Le origini dell’associazione

L’associazione «Bon Cœur 21» (Cuore Buono) è stata fondata su iniziativa di Sylvie, infermiera a domicilio per 30 anni che ha poi lavorato come assistente di sollievo nell’ambito del programma CESU, con l’obiettivo di offrire una pausa ai caregiver (coniugi o genitori).

È in questo contesto che Sylvie ha iniziato ad accompagnare Clotilde, una donna sulla quarantina con la sindrome di Down, che aveva appena lasciato una struttura inadeguata per tornare a vivere con i genitori anziani. Questo incontro l’ha aiutata a comprendere i bisogni specifici delle persone anziane con sindrome di Down, così come le preoccupazioni delle famiglie per il loro futuro. Clotilde ha quindi espresso il desiderio di «vivere con degli amici».

Dopo numerose consultazioni con altre strutture di vita condivisa esistenti e incontri con la Clinica Jérôme Lejeune di Nantes, che ha confermato la pertinenza del progetto, Sylvie ha fondato l’associazione «Bon Cœur 21» con Servane, sorella di una persona con sindrome di Down.

L’associazione è stata creata per rispondere ai bisogni delle persone anziane con sindrome di Down offrendo un ambiente familiare sotto forma di convivenza dove sono riunite le condizioni per un’assistenza ottimale, affinché questa fase della vita possa essere vissuta in serenità e permettere di «invecchiare bene» a casa.

Dato il rischio significativo di sviluppare disturbi cognitivi (come l’Alzheimer) tra le persone con sindrome di Down sopra i 40 anni, questo progetto mira a soddisfare i bisogni individualizzati di ciascun residente fino alla fine della vita.

Per questo la struttura è limitata a quattro residenti, uomini o donne, che vivono insieme.

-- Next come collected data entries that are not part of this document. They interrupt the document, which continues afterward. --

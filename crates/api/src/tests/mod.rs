// Copyright (C) 2026 The Volley Stats Contributors
// Use of this source code is governed by an MIT-style
// license that can be found in the LICENSE file or at
// https://opensource.org/licenses/MIT.

//! Test module for the API crate.

#![allow(clippy::expect_used, clippy::unwrap_used, clippy::float_cmp)]

mod export_tests;
mod helpers;
mod recording_tests;
mod roster_tests;
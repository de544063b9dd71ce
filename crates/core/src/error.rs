// Copyright (C) 2026 The Volley Stats Contributors
// Use of this source code is governed by an MIT-style
// license that can be found in the LICENSE file or at
// https://opensource.org/licenses/MIT.

use volley_stats_domain::DomainError;

/// Errors that can occur during session transitions.
#[derive(Debug, Clone, PartialEq, Eq)]
pub enum CoreError {
    /// A domain rule was violated.
    DomainViolation(DomainError),
    /// The command needs an open match and set.
    NoActiveMatch,
    /// The command names a set that is not the current one.
    SetMismatch {
        /// The current set.
        expected: i64,
        /// The set named by the command.
        actual: i64,
    },
    /// The set belongs to a different match.
    MatchMismatch {
        /// The open match.
        expected: i64,
        /// The match owning the set.
        actual: i64,
    },
    /// A new set must be numbered after the current one.
    SetOutOfOrder {
        /// The current set number.
        current: i32,
        /// The number of the proposed set.
        proposed: i32,
    },
}

impl std::fmt::Display for CoreError {
    fn fmt(&self, f: &mut std::fmt::Formatter<'_>) -> std::fmt::Result {
        match self {
            Self::DomainViolation(err) => write!(f, "Domain violation: {err}"),
            Self::NoActiveMatch => write!(f, "No match is currently open"),
            Self::SetMismatch { expected, actual } => {
                write!(f, "Set {actual} is not the current set ({expected})")
            }
            Self::MatchMismatch { expected, actual } => {
                write!(f, "Set belongs to match {actual}, but match {expected} is open")
            }
            Self::SetOutOfOrder { current, proposed } => write!(
                f,
                "Set number {proposed} does not follow the current set number {current}"
            ),
        }
    }
}

impl std::error::Error for CoreError {}

impl From<DomainError> for CoreError {
    fn from(err: DomainError) -> Self {
        Self::DomainViolation(err)
    }
}
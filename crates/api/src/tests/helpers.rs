// Copyright (C) 2026 The Volley Stats Contributors
// Use of this source code is governed by an MIT-style
// license that can be found in the LICENSE file or at
// https://opensource.org/licenses/MIT.

//! Test helper functions and fixtures.

use volley_stats::MatchSession;
use volley_stats_persistence::Persistence;

use crate::{
    AddPlayerRequest, CreateTeamRequest, RecordActionRequest, RecordOutcome, StartMatchRequest,
    StartMatchResponse, add_player, create_team, record_action, start_match,
};

pub const OPPONENT: &str = "Ravens";

/// A store with one team of three players and an empty session.
pub struct Harness {
    pub persistence: Persistence,
    pub session: MatchSession,
    pub team_id: i64,
    pub setter_id: i64,
    pub attacker_id: i64,
    pub opposite_id: i64,
}

fn add_test_player(
    persistence: &mut Persistence,
    name: &str,
    jersey_number: i32,
    position: &str,
    team_id: i64,
) -> i64 {
    add_player(
        persistence,
        &AddPlayerRequest {
            name: String::from(name),
            jersey_number: Some(jersey_number),
            position: Some(String::from(position)),
            team_id: Some(team_id),
        },
    )
    .unwrap()
}

pub fn create_harness() -> Harness {
    let mut persistence: Persistence = Persistence::new_in_memory().unwrap();
    let team_id: i64 = create_team(
        &mut persistence,
        &CreateTeamRequest {
            name: String::from("Falcons"),
        },
    )
    .unwrap()
    .team_id;

    let setter_id: i64 = add_test_player(&mut persistence, "Mo", 7, "setter", team_id);
    let attacker_id: i64 = add_test_player(&mut persistence, "Kai", 12, "outside", team_id);
    let opposite_id: i64 = add_test_player(&mut persistence, "Lea", 3, "opposite", team_id);

    Harness {
        persistence,
        session: MatchSession::new(),
        team_id,
        setter_id,
        attacker_id,
        opposite_id,
    }
}

pub fn start_test_match(harness: &mut Harness) -> StartMatchResponse {
    start_match(
        &mut harness.persistence,
        &mut harness.session,
        &StartMatchRequest {
            own_team_id: harness.team_id,
            opponent_name: String::from(OPPONENT),
        },
    )
    .unwrap()
}

pub fn action(
    executor_id: i64,
    category: &str,
    result: Option<&str>,
    target_id: Option<i64>,
    point_detail: Option<&str>,
) -> RecordActionRequest {
    RecordActionRequest {
        executor_id,
        category: String::from(category),
        result: result.map(String::from),
        target_id,
        point_detail: point_detail.map(String::from),
    }
}

/// A generic team point.
pub fn our_point() -> RecordActionRequest {
    action(0, "our_point", None, None, None)
}

/// Records an action that must be accepted.
pub fn record(harness: &mut Harness, request: &RecordActionRequest) -> RecordOutcome {
    let outcome: RecordOutcome =
        record_action(&mut harness.persistence, &mut harness.session, request);
    assert!(outcome.accepted, "action was rejected: {request:?}");
    outcome
}

/// Plays a short rally history into set 1 of a new match.
///
/// Resulting score 2:2. Mo sets Kai twice (kill, then error) and Lea once,
/// Lea kills without a set and serves an ace, a half-ace and an error.
pub fn record_sample_match(harness: &mut Harness) -> StartMatchResponse {
    let started: StartMatchResponse = start_test_match(harness);
    let (mo, kai, lea) = (harness.setter_id, harness.attacker_id, harness.opposite_id);

    let history: [RecordActionRequest; 10] = [
        action(mo, "set", Some("good"), Some(kai), None),
        action(kai, "attack", Some("kill"), None, Some("attack_point")),
        action(lea, "attack", Some("kill"), None, None),
        action(mo, "set", Some("good"), Some(kai), None),
        action(kai, "attack", Some("error"), None, Some("own_floor_error")),
        action(mo, "set", Some("medium"), Some(lea), None),
        action(lea, "serve", Some("ace"), None, None),
        action(lea, "serve", Some("half_ace"), None, None),
        action(lea, "serve", Some("error"), None, Some("own_floor_error")),
        our_point(),
    ];
    for request in &history {
        record(harness, request);
    }

    started
}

La prima casa è stata aperta a gennaio 2026 a Machecoul (44270) nella Loire-Atlantique, in Francia.

Clotilde

La vita alla Casa Bon Cœur

È una vita semplice che alterna l’organizzazione delle routine quotidiane, al ritmo dei residenti, e attività sociali, spirituali e artistiche. La spesa si fa in città, e la cucina e le pulizie sono gestite secondo un calendario a rotazione. I volontari offrono supporto individuale o attività di gruppo; vengono proposti momenti spirituali alla casa e in parrocchia secondo i desideri dei coinquilini.

Un’assistente retribuita condivide la vita quotidiana dei coinquilini 24 ore su 24 per due o tre giorni consecutivi per sostenere questa vita gioiosa e fraterna.

Ciò che colpisce di più a Bon Cœur è la gioia di stare insieme e il suo grande fascino, perché la casa è un vero luogo di andirivieni, dove chi passa riceve tanto quanto dà!

Sito web: boncoeur21.com

La Casa Bon Cœur

Vita alla Casa Bon Cœur

«Sono così felice di vivere l’amicizia ogni giorno e di diffondere gioia. Mi sento davvero a casa qui. Adoro le attività che vengono proposte.»